In the U.S. equity markets, there are roughly 15,000 publicly traded companies, so it’s understandable if some of these fall through the cracks. There are so many ways to parse down this universe, and in particular, we’re thinking of one strategy that has beaten the market in the past. For dividend-seekers, though, one of the best ways to find investments ideas is to look at dividend growth streaks, and sometimes, unheralded industries often provide the best opportunities to find gems.
Take the gas utility industry, for example. There are a handful of companies operating in this space, but just two have increased their dividend payments for 40 or more consecutive years.
If that’s not elite, we don’t know what is.
While we don’t recommend jumping into both names on blind historical faith alone, it’s worth exploring each of them a bit to determine if dividends are sustainable, and if they’d make a good addition to your equity portfolio.
Northwest Natural Gas
We’ll start with the best first. Northwest Natural Gas Co (NYSE:NWN) has grown its dividends in 57 straight years, which is the longest such streak in the gas utility industry. As its name suggests, Northwest Natural Gas is a natural gas distributor and storage provider that operates in the Pacific Northwest. According to the Motley Fool, the company has been J.D. Power’s top-ranked Western U.S. utility provider in three of the past six years.
Northwest currently pays a dividend yield of 4.2% at a payout ratio of 85%, which is above the gas utility industry’s ‘sweet spot’ of 70%. Generally speaking, it’s widely understood that companies in this space prefer to keep at least 30% of their earnings available for non-regulated businesses, but positive earnings and free cash flow trends indicate there are no real read flags here.
Value investors like Ken Fisher and David Shaw are invested in Northwest, and shares aren’t overly expensive at 18 times forward earnings. While there may be more attractive natural gas stocks from a valuation and growth standpoint, the income is nearly unmatched, especially in terms of the streak. An unusually cold January is expected in the Pacific Northwest next year, so we’ll be watching if this affects the sentiment surrounding the company over the next few months.

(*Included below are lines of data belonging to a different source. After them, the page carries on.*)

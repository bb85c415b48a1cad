//! Editors for ordered lists of heterogeneous, typed configuration items.
//!
//! Connectors, actions, dynamic prompts and filters share one shape: a type
//! discriminant plus a free-form config object whose editable fields come from
//! the [`FieldGroup`](crate::forms::FieldGroup) matching the discriminant.

pub mod legacy;
mod list;

pub use list::*;

use serde::{Deserialize, Serialize};
use serde_json::{Map, Value};
use std::fmt;
use tracing::warn;
use uuid::Uuid;

// ============================================================================
// Item Kind
// ============================================================================

#[derive(Debug, Clone, Copy, PartialEq, Eq, Hash, Serialize, Deserialize)]
#[serde(rename_all = "snake_case")]
pub enum ItemKind {
    Connector,
    Action,
    Prompt,
    Filter,
}

impl ItemKind {
    /// Wire field holding the discriminant.
    pub fn type_field(self) -> &'static str {
        match self {
            ItemKind::Action => "name",
            ItemKind::Connector | ItemKind::Prompt | ItemKind::Filter => "type",
        }
    }

    /// Lowercase noun used in labels ("Select a connector type").
    pub fn noun(self) -> &'static str {
        match self {
            ItemKind::Connector => "connector",
            ItemKind::Action => "action",
            ItemKind::Prompt => "dynamic prompt",
            ItemKind::Filter => "filter",
        }
    }

    /// Capitalised noun used in item titles ("Connector #1").
    pub fn title(self) -> &'static str {
        match self {
            ItemKind::Connector => "Connector",
            ItemKind::Action => "Action",
            ItemKind::Prompt => "Dynamic prompt",
            ItemKind::Filter => "Filter",
        }
    }
}

impl fmt::Display for ItemKind {
    fn fmt(&self, f: &mut fmt::Formatter<'_>) -> fmt::Result {
        f.write_str(self.noun())
    }
}

// ============================================================================
// Config Item
// ============================================================================

/// Stable identity of an item within an editor, independent of its index.
#[derive(Debug, Clone, Copy, PartialEq, Eq, Hash)]
pub struct ItemKey(Uuid);

impl ItemKey {
    pub fn new() -> Self {
        Self(Uuid::new_v4())
    }
}

impl Default for ItemKey {
    fn default() -> Self {
        Self::new()
    }
}

impl fmt::Display for ItemKey {
    fn fmt(&self, f: &mut fmt::Formatter<'_>) -> fmt::Result {
        write!(f, "{}", self.0)
    }
}

/// One connector, action, prompt block or filter.
///
/// The config is held as an object and only serialized to a JSON string at
/// the wire boundary ([`ConfigItem::to_wire`]).
#[derive(Debug, Clone, PartialEq)]
pub struct ConfigItem {
    key: ItemKey,
    pub kind: ItemKind,
    pub discriminant: String,
    pub config: Map<String, Value>,
}

impl ConfigItem {
    /// A fresh item: no type selected, empty config.
    pub fn empty(kind: ItemKind) -> Self {
        Self {
            key: ItemKey::new(),
            kind,
            discriminant: String::new(),
            config: Map::new(),
        }
    }

    pub fn new(kind: ItemKind, discriminant: impl Into<String>, config: Map<String, Value>) -> Self {
        Self {
            key: ItemKey::new(),
            kind,
            discriminant: discriminant.into(),
            config,
        }
    }

    pub fn key(&self) -> ItemKey {
        self.key
    }

    /// Decode an item as the backend stores it: `{"type": "...", "config": "<json>"}`.
    ///
    /// A config that is not valid JSON text, or not an object, is replaced by
    /// an empty object and logged.
    pub fn from_wire(kind: ItemKind, value: &Value) -> Self {
        let discriminant = value
            .get(kind.type_field())
            .and_then(|v| v.as_str())
            .unwrap_or_default()
            .to_string();

        let config = match value.get("config") {
            None | Some(Value::Null) => Map::new(),
            Some(Value::Object(map)) => map.clone(),
            Some(Value::String(text)) => parse_config_text(kind, &discriminant, text),
            Some(other) => {
                warn!("Ignoring non-object {} config for '{}': {}", kind, discriminant, other);
                Map::new()
            }
        };

        Self::new(kind, discriminant, config)
    }

    /// Encode for submission, with `config` as a JSON string.
    pub fn to_wire(&self) -> Value {
        let mut obj = Map::new();
        obj.insert(
            self.kind.type_field().to_string(),
            Value::String(self.discriminant.clone()),
        );
        obj.insert(
            "config".to_string(),
            Value::String(Value::Object(self.config.clone()).to_string()),
        );
        Value::Object(obj)
    }

    /// Config as the JSON text sent to the backend.
    pub fn config_text(&self) -> String {
        Value::Object(self.config.clone()).to_string()
    }

    pub(crate) fn with_discriminant(&self, discriminant: &str) -> Self {
        Self {
            discriminant: discriminant.to_string(),
            ..self.clone()
        }
    }

    pub(crate) fn with_config(&self, config: Map<String, Value>) -> Self {
        Self {
            config,
            ..self.clone()
        }
    }
}

fn parse_config_text(kind: ItemKind, discriminant: &str, text: &str) -> Map<String, Value> {
    if text.trim().is_empty() {
        return Map::new();
    }
    match serde_json::from_str::<Value>(text) {
        Ok(Value::Object(map)) => map,
        Ok(other) => {
            warn!("Ignoring non-object {} config for '{}': {}", kind, discriminant, other);
            Map::new()
        }
        Err(e) => {
            warn!("Error parsing {} config for '{}': {}", kind, discriminant, e);
            Map::new()
        }
    }
}

#[cfg(test)]
mod tests {
    use super::*;
    use pretty_assertions::assert_eq;
    use serde_json::json;

    #[test]
    fn wire_round_trip_preserves_config() {
        let config = json!({
            "token": "123:ABC",
            "nested": {"a": [1, 2, {"b": null}]},
            "flag": true,
            "ratio": 0.25
        });
        let item = ConfigItem::new(
            ItemKind::Connector,
            "telegram",
            config.as_object().cloned().unwrap(),
        );

        let wire = item.to_wire();
        assert_eq!(wire["type"], "telegram");
        let text = wire["config"].as_str().unwrap();
        let parsed: Value = serde_json::from_str(text).unwrap();
        assert_eq!(parsed, config);

        let back = ConfigItem::from_wire(ItemKind::Connector, &wire);
        assert_eq!(back.discriminant, "telegram");
        assert_eq!(Value::Object(back.config), config);
    }

    #[test]
    fn actions_use_name_as_discriminant() {
        let wire = json!({"name": "search", "config": "{\"results\":3}"});
        let item = ConfigItem::from_wire(ItemKind::Action, &wire);
        assert_eq!(item.discriminant, "search");
        assert_eq!(item.config["results"], 3);
        assert_eq!(item.to_wire()["name"], "search");
    }

    #[test]
    fn invalid_config_text_recovers_to_empty_object() {
        let wire = json!({"type": "slack", "config": "{not json"});
        let item = ConfigItem::from_wire(ItemKind::Connector, &wire);
        assert_eq!(item.discriminant, "slack");
        assert!(item.config.is_empty());

        let wire = json!({"type": "slack", "config": "[1,2]"});
        assert!(ConfigItem::from_wire(ItemKind::Connector, &wire).config.is_empty());
    }

    #[test]
    fn object_config_accepted_directly() {
        let wire = json!({"type": "irc", "config": {"server": "irc.libera.chat"}});
        let item = ConfigItem::from_wire(ItemKind::Connector, &wire);
        assert_eq!(item.config["server"], "irc.libera.chat");
    }

    #[test]
    fn keys_are_unique() {
        let a = ConfigItem::empty(ItemKind::Filter);
        let b = ConfigItem::empty(ItemKind::Filter);
        assert_ne!(a.key(), b.key());
        assert_eq!(a.to_wire(), json!({"type": "", "config": "{}"}));
    }
}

Longer-term investors shouldn’t worry about weather forecasts, though, just monitor that payout ratio. If it rises another ten percentage points or so, there may be reason to panic, but for now, the dividend growth streak should continue.
National Fuel Gas
National Fuel Gas Co. (NYSE:NFG), meanwhile, is the only other gas utility company that has grown dividends for 40 or more consecutive years; it’s 43 to be exact. Unlike Northwest Natural Gas, National Fuel’s market is in western New York and northwestern Pennsylvania, and it serves about 732,000 customers to Northwest’s 700,000. The company pays a smaller dividend yield of 2.1% albeit at a more reasonable payout ratio between 40% and 50% of earnings.
As the lower payout ratio indicates, National Fuel has a greater portion of its earnings to dedicate to its unregulated businesses, which most analysts expect to register 15% to 20% revenue growth next year. Late last month, the company said that it expects oil and natural gas production during its 2014 fiscal year to increase between 20% and 37%, which on average, is 11 percentage points higher than its forecast just one quarter earlier. Much of this optimism is a result of increased drilling at National Fuel’s Marcellus properties.
As is the case in the Pacific Northwest, most meteorologists expect a slightly worse winter to hit New York and Pennsylvania in comparison with long-term averages, particularly with regard to snowfall. We know that the supply side has been booming at National Fuel, but don’t discount the possibility of above-average demand for its natural gas in the coming months. Fair valuations across the board are nice, and the dividend streak shouldn’t end any time soon, especially with the company’s low payout ratio.
In terms of income consistency, we’d consider both names, but if pressed to choose one, we’d pick National Fuel Gas because it pays a lower percentage of its earnings out as dividends in comparison to Northwest Natural Gas.